Brief:
Nothing other than an exact copy of the records should be returned.

Supplied material:
++++++

//! Output formatting for the move-sequencer CLI
//!
//! Human-readable output goes to stdout with ANSI colors; `--json` prints the
//! serialized report instead.

use serde::Serialize;
use std::error::Error as _;

use sequencer_core::{Batch, SequenceRunReport, SequenceSpec};
use sequencer_types::SimulationOutcome;

/// Format a simulation outcome for an operator prompt
pub fn format_outcome(outcome: &SimulationOutcome, verbose: bool) -> String {
    let mut out = String::new();

    if outcome.success {
        out.push_str(&format!(
            "\x1b[32m✓ Simulation succeeded:\x1b[0m {}\n",
            outcome.status_message
        ));
    } else {
        out.push_str(&format!(
            "\x1b[31m✗ Simulation rejected:\x1b[0m {}\n",
            outcome.status_message
        ));
    }
    out.push_str(&format!("  Gas estimate: {}\n", outcome.gas_estimate));

    if !outcome.events.is_empty() {
        out.push_str(&format!("  Events: {} emitted\n", outcome.events.len()));
        if verbose {
            for (i, event) in outcome.events.iter().enumerate() {
                out.push_str(&format!("    [{}] {}\n", i, event.type_tag));
            }
        }
    }
    if !outcome.state_deltas.is_empty() {
        out.push_str(&format!(
            "  State changes: {}\n",
            outcome.state_deltas.len()
        ));
        if verbose {
            for delta in &outcome.state_deltas {
                out.push_str(&format!(
                    "    {:?} {} @ {}\n",
                    delta.kind, delta.resource, delta.address
                ));
            }
        }
    }

    out
}

/// Format the batch partition of a sequence
pub fn format_plan(spec: &SequenceSpec, batches: &[Batch], batch_size: usize) -> String {
    let mut out = format!(
        "\x1b[1m{}\x1b[0m: {} step(s), {} batch(es) of up to {}\n",
        spec.display_name(),
        spec.steps.len(),
        batches.len(),
        batch_size
    );
    for batch in batches {
        out.push_str(&format!(
            "\n\x1b[1mBatch {}\x1b[0m (steps {}-{})\n",
            batch.index + 1,
            batch.range.start + 1,
            batch.range.end
        ));
        for (offset, step) in batch.steps(&spec.steps).iter().enumerate() {
            out.push_str(&format!(
                "  {:>3}. {} \x1b[36m{}\x1b[0m\n",
                batch.range.start + offset + 1,
                step.title,
                step.target
            ));
        }
    }
    out
}

pub fn format_plan_json(spec: &SequenceSpec, batches: &[Batch], batch_size: usize) -> String {
    #[derive(Serialize)]
    struct BatchJson<'a> {
        index: usize,
        start: usize,
        end: usize,
        titles: Vec<&'a str>,
    }

    #[derive(Serialize)]
    struct PlanJson<'a> {
        name: &'a str,
        total_steps: usize,
        batch_size: usize,
        batches: Vec<BatchJson<'a>>,
    }

    let json = PlanJson {
        name: spec.display_name(),
        total_steps: spec.steps.len(),
        batch_size,
        batches: batches
            .iter()
            .map(|batch| BatchJson {
                index: batch.index,
                start: batch.range.start,
                end: batch.range.end,
                titles: batch
                    .steps(&spec.steps)
                    .iter()
                    .map(|step| step.title.as_str())
                    .collect(),
            })
            .collect(),
    };
    serde_json::to_string_pretty(&json).unwrap_or_else(|_| "{}".to_string())
}

/// Format a finished (or stopped) run
pub fn format_report(report: &SequenceRunReport) -> String {
    let mut out = String::new();

    if report.completed {
        out.push_str(&format!(
            "\x1b[32m✓ Sequence completed\x1b[0m: {}/{} steps committed\n\n",
            report.committed_steps, report.total_steps
        ));
    } else {
        out.push_str(&format!(
            "\x1b[31m✗ Sequence stopped\x1b[0m: {}/{} steps committed\n",
            report.committed_steps, report.total_steps
        ));
        if let Some(reason) = &report.stop_reason {
            out.push_str(&format!("  Reason: {}\n", reason));
        }
        out.push('\n');
    }

    for unit in &report.units {
        let marker = if unit.committed {
            "\x1b[32m✓\x1b[0m"
        } else {
            "\x1b[31m✗\x1b[0m"
        };
        out.push_str(&format!("{} {}", marker, unit.label));
        if let Some(gas) = &unit.gas_estimate {
            out.push_str(&format!("  gas={}", gas));
        }
        if unit.forced {
            out.push_str("  \x1b[33m(forced)\x1b[0m");
        }
        out.push('\n');
        if let Some(link) = &unit.explorer_link {
            out.push_str(&format!("    {}\n", link));
        } else if let Some(tx) = &unit.transaction_id {
            out.push_str(&format!("    tx {}\n", tx));
        }
        if let Some(error) = &unit.error {
            out.push_str(&format!("    {}\n", error));
        }
    }

    out.push_str(&format!(
        "\nRun {} ({} mode{}) in {}ms\n",
        report.run_id,
        report.mode.as_str(),
        if report.auto_execute { ", auto-execute" } else { "" },
        report.elapsed_ms
    ));
    out
}

pub fn format_report_json(report: &SequenceRunReport) -> String {
    serde_json::to_string_pretty(report).unwrap_or_else(|_| "{}".to_string())
}

/// Format an error with its cause chain
pub fn format_error(error: &anyhow::Error, json_output: bool) -> String {
    if json_output {
        #[derive(Serialize)]
        struct ErrorJson {
            error: String,
            #[serde(skip_serializing_if = "Option::is_none")]
            cause: Option<String>,
        }

        let err = ErrorJson {
            error: error.to_string(),
            cause: error.source().map(|e| e.to_string()),
        };
        serde_json::to_string_pretty(&err).unwrap_or_else(|_| "{}".to_string())
    } else {
        let mut out = format!("\x1b[31mError:\x1b[0m {}\n", error);
        let mut causes = error.chain().skip(1).peekable();
        if causes.peek().is_some() {
            out.push_str("Caused by:\n");
            for (idx, cause) in causes.enumerate() {
                out.push_str(&format!("  {}: {}\n", idx + 1, cause));
            }
        }
        out
    }
}

#[cfg(test)]
mod tests {
    use super::*;

    #[test]
    fn plan_json_lists_batches() {
        let steps = (0..7)
            .map(|i| {
                sequencer_types::StepDefinition::new(
                    format!("step {i}"),
                    "0x2::coin::mint".parse().unwrap(),
                )
            })
            .collect();
        let spec = SequenceSpec::new(steps);
        let batches = spec.plan(5).unwrap();
        let json: serde_json::Value =
            serde_json::from_str(&format_plan_json(&spec, &batches, 5)).unwrap();
        assert_eq!(json["batches"].as_array().unwrap().len(), 2);
        assert_eq!(json["batches"][1]["start"], 5);
        assert_eq!(json["batches"][1]["titles"][1], "step 6");
    }

    #[test]
    fn rejected_outcome_is_marked() {
        let text = format_outcome(&SimulationOutcome::rejected("MoveAbort 7", 900), false);
        assert!(text.contains("Simulation rejected"));
        assert!(text.contains("900"));
    }
}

++++++

Exercise answer:
//! Output formatting for the move-sequencer CLI
//!
//! Human-readable output goes to stdout with ANSI colors; `--json` prints the
//! serialized report instead.

use serde::Serialize;
use std::error::Error as _;

use sequencer_core::{Batch, SequenceRunReport, SequenceSpec};
use sequencer_types::SimulationOutcome;

/// Format a simulation outcome for an operator prompt
pub fn format_outcome(outcome: &SimulationOutcome, verbose: bool) -> String {
    let mut out = String::new();

    if outcome.success {
        out.push_str(&format!(
            "\x1b[32m✓ Simulation succeeded:\x1b[0m {}\n",
            outcome.status_message
        ));
    } else {
        out.push_str(&format!(
            "\x1b[31m✗ Simulation rejected:\x1b[0m {}\n",
            outcome.status_message
        ));
    }
    out.push_str(&format!("  Gas estimate: {}\n", outcome.gas_estimate));

    if !outcome.events.is_empty() {
        out.push_str(&format!("  Events: {} emitted\n", outcome.events.len()));
        if verbose {
            for (i, event) in outcome.events.iter().enumerate() {
                out.push_str(&format!("    [{}] {}\n", i, event.type_tag));
            }
        }
    }
    if !outcome.state_deltas.is_empty() {
        out.push_str(&format!(
            "  State changes: {}\n",
            outcome.state_deltas.len()
        ));
        if verbose {
            for delta in &outcome.state_deltas {
                out.push_str(&format!(
                    "    {:?} {} @ {}\n",
                    delta.kind, delta.resource, delta.address
                ));
            }
        }
    }

    out
}

/// Format the batch partition of a sequence
pub fn format_plan(spec: &SequenceSpec, batches: &[Batch], batch_size: usize) -> String {
    let mut out = format!(
        "\x1b[1m{}\x1b[0m: {} step(s), {} batch(es) of up to {}\n",
        spec.display_name(),
        spec.steps.len(),
        batches.len(),
        batch_size
    );
    for batch in batches {
        out.push_str(&format!(
            "\n\x1b[1mBatch {}\x1b[0m (steps {}-{})\n",
            batch.index + 1,
            batch.range.start + 1,
            batch.range.end
        ));
        for (offset, step) in batch.steps(&spec.steps).iter().enumerate() {
            out.push_str(&format!(
                "  {:>3}. {} \x1b[36m{}\x1b[0m\n",
                batch.range.start + offset + 1,
                step.title,
                step.target
            ));
        }
    }
    out
}

pub fn format_plan_json(spec: &SequenceSpec, batches: &[Batch], batch_size: usize) -> String {
    #[derive(Serialize)]
    struct BatchJson<'a> {
        index: usize,
        start: usize,
        end: usize,
        titles: Vec<&'a str>,
    }

    #[derive(Serialize)]
    struct PlanJson<'a> {
        name: &'a str,
        total_steps: usize,
        batch_size: usize,
        batches: Vec<BatchJson<'a>>,
    }

    let json = PlanJson {
        name: spec.display_name(),
        total_steps: spec.steps.len(),
        batch_size,
        batches: batches
            .iter()
            .map(|batch| BatchJson {
                index: batch.index,
                start: batch.range.start,
                end: batch.range.end,
                titles: batch
                    .steps(&spec.steps)
                    .iter()
                    .map(|step| step.title.as_str())
                    .collect(),
            })
            .collect(),
    };
    serde_json::to_string_pretty(&json).unwrap_or_else(|_| "{}".to_string())
}

/// Format a finished (or stopped) run
pub fn format_report(report: &SequenceRunReport) -> String {
    let mut out = String::new();

    if report.completed {
        out.push_str(&format!(
            "\x1b[32m✓ Sequence completed\x1b[0m: {}/{} steps committed\n\n",
            report.committed_steps, report.total_steps
        ));
    } else {
        out.push_str(&format!(
            "\x1b[31m✗ Sequence stopped\x1b[0m: {}/{} steps committed\n",
            report.committed_steps, report.total_steps
        ));
        if let Some(reason) = &report.stop_reason {
            out.push_str(&format!("  Reason: {}\n", reason));
        }
        out.push('\n');
    }

    for unit in &report.units {
        let marker = if unit.committed {
            "\x1b[32m✓\x1b[0m"
        } else {
            "\x1b[31m✗\x1b[0m"
        };
        out.push_str(&format!("{} {}", marker, unit.label));
        if let Some(gas) = &unit.gas_estimate {
            out.push_str(&format!("  gas={}", gas));
        }
        if unit.forced {
            out.push_str("  \x1b[33m(forced)\x1b[0m");
        }
        out.push('\n');
        if let Some(link) = &unit.explorer_link {
            out.push_str(&format!("    {}\n", link));
        } else if let Some(tx) = &unit.transaction_id {
            out.push_str(&format!("    tx {}\n", tx));
        }
        if let Some(error) = &unit.error {
            out.push_str(&format!("    {}\n", error));
        }
    }

    out.push_str(&format!(
        "\nRun {} ({} mode{}) in {}ms\n",
        report.run_id,
        report.mode.as_str(),
        if report.auto_execute { ", auto-execute" } else { "" },
        report.elapsed_ms
    ));
    out
}

pub fn format_report_json(report: &SequenceRunReport) -> String {
    serde_json::to_string_pretty(report).unwrap_or_else(|_| "{}".to_string())
}

/// Format an error with its cause chain
pub fn format_error(error: &anyhow::Error, json_output: bool) -> String {
    if json_output {
        #[derive(Serialize)]
        struct ErrorJson {
            error: String,
            #[serde(skip_serializing_if = "Option::is_none")]
            cause: Option<String>,
        }

        let err = ErrorJson {
            error: error.to_string(),
            cause: error.source().map(|e| e.to_string()),
        };
        serde_json::to_string_pretty(&err).unwrap_or_else(|_| "{}".to_string())
    } else {
        let mut out = format!("\x1b[31mError:\x1b[0m {}\n", error);
        let mut causes = error.chain().skip(1).peekable();
        if causes.peek().is_some() {
            out.push_str("Caused by:\n");
            for (idx, cause) in causes.enumerate() {
                out.push_str(&format!("  {}: {}\n", idx + 1, cause));
            }
        }
        out
    }
}

#[cfg(test)]
mod tests {
    use super::*;

    #[test]
    fn plan_json_lists_batches() {
        let steps = (0..7)
            .map(|i| {
                sequencer_types::StepDefinition::new(
                    format!("step {i}"),
                    "0x2::coin::mint".parse().unwrap(),
                )
            })
            .collect();
        let spec = SequenceSpec::new(steps);
        let batches = spec.plan(5).unwrap();
        let json: serde_json::Value =
            serde_json::from_str(&format_plan_json(&spec, &batches, 5)).unwrap();
        assert_eq!(json["batches"].as_array().unwrap().len(), 2);
        assert_eq!(json["batches"][1]["start"], 5);
        assert_eq!(json["batches"][1]["titles"][1], "step 6");
    }

    #[test]
    fn rejected_outcome_is_marked() {
        let text = format_outcome(&SimulationOutcome::rejected("MoveAbort 7", 900), false);
        assert!(text.contains("Simulation rejected"));
        assert!(text.contains("900"));
    }
}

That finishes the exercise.